■ Listed records

//! Output converters for reconstructed layouts.
//!
//! - TextConverter: plain text, one form feed per page
//! - JsonConverter: the layout tree as JSON

mod json;
mod text;

pub use json::JsonConverter;
pub use text::TextConverter;
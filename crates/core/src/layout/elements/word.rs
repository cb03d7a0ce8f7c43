//! Word - the atomic input unit: text plus its bounding box.

use std::cmp::Ordering;

use serde::{Deserialize, Serialize};

use crate::error::{LayoutError, Result};
use crate::utils::{HasBBox, cmp_f64};

use super::component::BoundingBox;

/// A positioned text token, as emitted by an OCR or layout engine.
///
/// Immutable once constructed; every constructor validates geometry.
#[derive(Debug, Clone, PartialEq, Serialize, Deserialize)]
#[serde(try_from = "RawWord")]
pub struct Word {
    text: String,
    #[serde(rename = "box")]
    bbox: BoundingBox,
    #[serde(skip_serializing_if = "Option::is_none")]
    confidence: Option<f64>,
    #[serde(skip_serializing_if = "Option::is_none")]
    baseline: Option<f64>,
}

/// Flat wire form accepted on input: `{text, x0, y0, x1, y1, confidence?, baseline?}`
/// or `{text, box: {x0, y0, x1, y1}, ...}`.
#[derive(Deserialize)]
struct RawWord {
    text: String,
    #[serde(rename = "box", alias = "bbox", default)]
    bbox: Option<RawCoords>,
    #[serde(flatten)]
    coords: Option<RawCoords>,
    #[serde(default)]
    confidence: Option<f64>,
    #[serde(default)]
    baseline: Option<f64>,
}

#[derive(Deserialize)]
struct RawCoords {
    x0: f64,
    y0: f64,
    x1: f64,
    y1: f64,
}

impl TryFrom<RawWord> for Word {
    type Error = LayoutError;

    fn try_from(raw: RawWord) -> Result<Self> {
        let coords = raw
            .bbox
            .or(raw.coords)
            .ok_or_else(|| LayoutError::geometry(format!("word {:?} has no box", raw.text)))?;
        let mut word = Word::from_coords(raw.text, coords.x0, coords.y0, coords.x1, coords.y1)?;
        if let Some(confidence) = raw.confidence {
            word = word.with_confidence(confidence)?;
        }
        if let Some(baseline) = raw.baseline {
            word = word.with_baseline(baseline)?;
        }
        Ok(word)
    }
}

impl Word {
    pub fn new(text: impl Into<String>, bbox: BoundingBox) -> Self {
        Self {
            text: text.into(),
            bbox,
            confidence: None,
            baseline: None,
        }
    }

    /// Creates a word from raw coordinates, validating them.
    pub fn from_coords(text: impl Into<String>, x0: f64, y0: f64, x1: f64, y1: f64) -> Result<Self> {
        Ok(Self::new(text, BoundingBox::new(x0, y0, x1, y1)?))
    }

    pub fn with_confidence(mut self, confidence: f64) -> Result<Self> {
        if !(0.0..=1.0).contains(&confidence) {
            return Err(LayoutError::InvalidConfidence(confidence));
        }
        self.confidence = Some(confidence);
        Ok(self)
    }

    pub fn with_baseline(mut self, baseline: f64) -> Result<Self> {
        if !baseline.is_finite() {
            return Err(LayoutError::geometry(format!(
                "non-finite baseline {} for word {:?}",
                baseline, self.text
            )));
        }
        self.baseline = Some(baseline);
        Ok(self)
    }

    pub fn text(&self) -> &str {
        &self.text
    }

    pub fn bbox(&self) -> &BoundingBox {
        &self.bbox
    }

    pub fn confidence(&self) -> Option<f64> {
        self.confidence
    }

    pub fn baseline(&self) -> Option<f64> {
        self.baseline
    }

    /// Vertical position used for line membership: the baseline when known,
    /// otherwise the vertical centre.
    pub fn anchor(&self) -> f64 {
        self.baseline.unwrap_or_else(|| self.bbox.ymid())
    }

    /// Zero-area words are noise for clustering.
    pub fn is_degenerate(&self) -> bool {
        self.bbox.is_degenerate()
    }

    /// Returns a copy with a different box, keeping text and metadata.
    /// The baseline moves by the same vertical offset as the box top.
    pub fn with_bbox(&self, bbox: BoundingBox) -> Self {
        let shift = bbox.y0 - self.bbox.y0;
        Self {
            text: self.text.clone(),
            bbox,
            confidence: self.confidence,
            baseline: self.baseline.map(|b| b + shift),
        }
    }

    /// Returns a copy with different text.
    pub fn with_text(&self, text: impl Into<String>) -> Self {
        Self {
            text: text.into(),
            ..self.clone()
        }
    }

    pub(crate) fn flip_vertical(&self, page_height: f64) -> Self {
        Self {
            text: self.text.clone(),
            bbox: self.bbox.flip_vertical(page_height),
            confidence: self.confidence,
            baseline: self.baseline.map(|b| page_height - b),
        }
    }

    /// Total, input-order-independent ordering used inside a line:
    /// left edge, then top edge, then the remaining geometry and text.
    pub(crate) fn reading_cmp(&self, other: &Word) -> Ordering {
        cmp_f64(self.bbox.x0, other.bbox.x0)
            .then_with(|| cmp_f64(self.bbox.y0, other.bbox.y0))
            .then_with(|| self.geometry_cmp(other))
    }

    /// Ordering for the top-to-bottom sweep: anchor, then left edge, then
    /// the remaining geometry and text.
    pub(crate) fn sweep_cmp(&self, other: &Word) -> Ordering {
        cmp_f64(self.anchor(), other.anchor())
            .then_with(|| cmp_f64(self.bbox.x0, other.bbox.x0))
            .then_with(|| cmp_f64(self.bbox.y0, other.bbox.y0))
            .then_with(|| self.geometry_cmp(other))
    }

    fn geometry_cmp(&self, other: &Word) -> Ordering {
        cmp_f64(self.bbox.y1, other.bbox.y1)
            .then_with(|| cmp_f64(self.bbox.x1, other.bbox.x1))
            .then_with(|| self.text.cmp(&other.text))
            .then_with(|| {
                cmp_f64(
                    self.confidence.unwrap_or(-1.0),
                    other.confidence.unwrap_or(-1.0),
                )
            })
            .then_with(|| {
                cmp_f64(
                    self.baseline.unwrap_or(f64::MIN),
                    other.baseline.unwrap_or(f64::MIN),
                )
            })
    }
}

impl HasBBox for Word {
    fn x0(&self) -> f64 {
        self.bbox.x0
    }
    fn y0(&self) -> f64 {
        self.bbox.y0
    }
    fn x1(&self) -> f64 {
        self.bbox.x1
    }
    fn y1(&self) -> f64 {
        self.bbox.y1
    }
}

■ Exercise brief
Repeat the records word for word.

■ Answer to this task
//! Output converters for reconstructed layouts.
//!
//! - TextConverter: plain text, one form feed per page
//! - JsonConverter: the layout tree as JSON

mod json;
mod text;

pub use json::JsonConverter;
pub use text::TextConverter;
filename crates/core/src/layout/elements/word.rs
repository cb03d7a0ce8f7c43
//! Word - the atomic input unit: text plus its bounding box.

use std::cmp::Ordering;

use serde::{Deserialize, Serialize};

use crate::error::{LayoutError, Result};
use crate::utils::{HasBBox, cmp_f64};

use super::component::BoundingBox;

/// A positioned text token, as emitted by an OCR or layout engine.
///
/// Immutable once constructed; every constructor validates geometry.
#[derive(Debug, Clone, PartialEq, Serialize, Deserialize)]
#[serde(try_from = "RawWord")]
pub struct Word {
    text: String,
    #[serde(rename = "box")]
    bbox: BoundingBox,
    #[serde(skip_serializing_if = "Option::is_none")]
    confidence: Option<f64>,
    #[serde(skip_serializing_if = "Option::is_none")]
    baseline: Option<f64>,
}

/// Flat wire form accepted on input: `{text, x0, y0, x1, y1, confidence?, baseline?}`
/// or `{text, box: {x0, y0, x1, y1}, ...}`.
#[derive(Deserialize)]
struct RawWord {
    text: String,
    #[serde(rename = "box", alias = "bbox", default)]
    bbox: Option<RawCoords>,
    #[serde(flatten)]
    coords: Option<RawCoords>,
    #[serde(default)]
    confidence: Option<f64>,
    #[serde(default)]
    baseline: Option<f64>,
}

#[derive(Deserialize)]
struct RawCoords {
    x0: f64,
    y0: f64,
    x1: f64,
    y1: f64,
}

impl TryFrom<RawWord> for Word {
    type Error = LayoutError;

    fn try_from(raw: RawWord) -> Result<Self> {
        let coords = raw
            .bbox
            .or(raw.coords)
            .ok_or_else(|| LayoutError::geometry(format!("word {:?} has no box", raw.text)))?;
        let mut word = Word::from_coords(raw.text, coords.x0, coords.y0, coords.x1, coords.y1)?;
        if let Some(confidence) = raw.confidence {
            word = word.with_confidence(confidence)?;
        }
        if let Some(baseline) = raw.baseline {
            word = word.with_baseline(baseline)?;
        }
        Ok(word)
    }
}

impl Word {
    pub fn new(text: impl Into<String>, bbox: BoundingBox) -> Self {
        Self {
            text: text.into(),
            bbox,
            confidence: None,
            baseline: None,
        }
    }

    /// Creates a word from raw coordinates, validating them.
    pub fn from_coords(text: impl Into<String>, x0: f64, y0: f64, x1: f64, y1: f64) -> Result<Self> {
        Ok(Self::new(text, BoundingBox::new(x0, y0, x1, y1)?))
    }

    pub fn with_confidence(mut self, confidence: f64) -> Result<Self> {
        if !(0.0..=1.0).contains(&confidence) {
            return Err(LayoutError::InvalidConfidence(confidence));
        }
        self.confidence = Some(confidence);
        Ok(self)
    }

    pub fn with_baseline(mut self, baseline: f64) -> Result<Self> {
        if !baseline.is_finite() {
            return Err(LayoutError::geometry(format!(
                "non-finite baseline {} for word {:?}",
                baseline, self.text
            )));
        }
        self.baseline = Some(baseline);
        Ok(self)
    }

    pub fn text(&self) -> &str {
        &self.text
    }

    pub fn bbox(&self) -> &BoundingBox {
        &self.bbox
    }

    pub fn confidence(&self) -> Option<f64> {
        self.confidence
    }

    pub fn baseline(&self) -> Option<f64> {
        self.baseline
    }

    /// Vertical position used for line membership: the baseline when known,
    /// otherwise the vertical centre.
    pub fn anchor(&self) -> f64 {
        self.baseline.unwrap_or_else(|| self.bbox.ymid())
    }

    /// Zero-area words are noise for clustering.
    pub fn is_degenerate(&self) -> bool {
        self.bbox.is_degenerate()
    }

    /// Returns a copy with a different box, keeping text and metadata.
    /// The baseline moves by the same vertical offset as the box top.
    pub fn with_bbox(&self, bbox: BoundingBox) -> Self {
        let shift = bbox.y0 - self.bbox.y0;
        Self {
            text: self.text.clone(),
            bbox,
            confidence: self.confidence,
            baseline: self.baseline.map(|b| b + shift),
        }
    }

    /// Returns a copy with different text.
    pub fn with_text(&self, text: impl Into<String>) -> Self {
        Self {
            text: text.into(),
            ..self.clone()
        }
    }

    pub(crate) fn flip_vertical(&self, page_height: f64) -> Self {
        Self {
            text: self.text.clone(),
            bbox: self.bbox.flip_vertical(page_height),
            confidence: self.confidence,
            baseline: self.baseline.map(|b| page_height - b),
        }
    }

    /// Total, input-order-independent ordering used inside a line:
    /// left edge, then top edge, then the remaining geometry and text.
    pub(crate) fn reading_cmp(&self, other: &Word) -> Ordering {
        cmp_f64(self.bbox.x0, other.bbox.x0)
            .then_with(|| cmp_f64(self.bbox.y0, other.bbox.y0))
            .then_with(|| self.geometry_cmp(other))
    }

    /// Ordering for the top-to-bottom sweep: anchor, then left edge, then
    /// the remaining geometry and text.
    pub(crate) fn sweep_cmp(&self, other: &Word) -> Ordering {
        cmp_f64(self.anchor(), other.anchor())
            .then_with(|| cmp_f64(self.bbox.x0, other.bbox.x0))
            .then_with(|| cmp_f64(self.bbox.y0, other.bbox.y0))
            .then_with(|| self.geometry_cmp(other))
    }

    fn geometry_cmp(&self, other: &Word) -> Ordering {
        cmp_f64(self.bbox.y1, other.bbox.y1)
            .then_with(|| cmp_f64(self.bbox.x1, other.bbox.x1))
            .then_with(|| self.text.cmp(&other.text))
            .then_with(|| {
                cmp_f64(
                    self.confidence.unwrap_or(-1.0),
                    other.confidence.unwrap_or(-1.0),
                )
            })
            .then_with(|| {
                cmp_f64(
                    self.baseline.unwrap_or(f64::MIN),
                    other.baseline.unwrap_or(f64::MIN),
                )
            })
    }
}

impl HasBBox for Word {
    fn x0(&self) -> f64 {
        self.bbox.x0
    }
    fn y0(&self) -> f64 {
        self.bbox.y0
    }
    fn x1(&self) -> f64 {
        self.bbox.x1
    }
    fn y1(&self) -> f64 {
        self.bbox.y1
    }
}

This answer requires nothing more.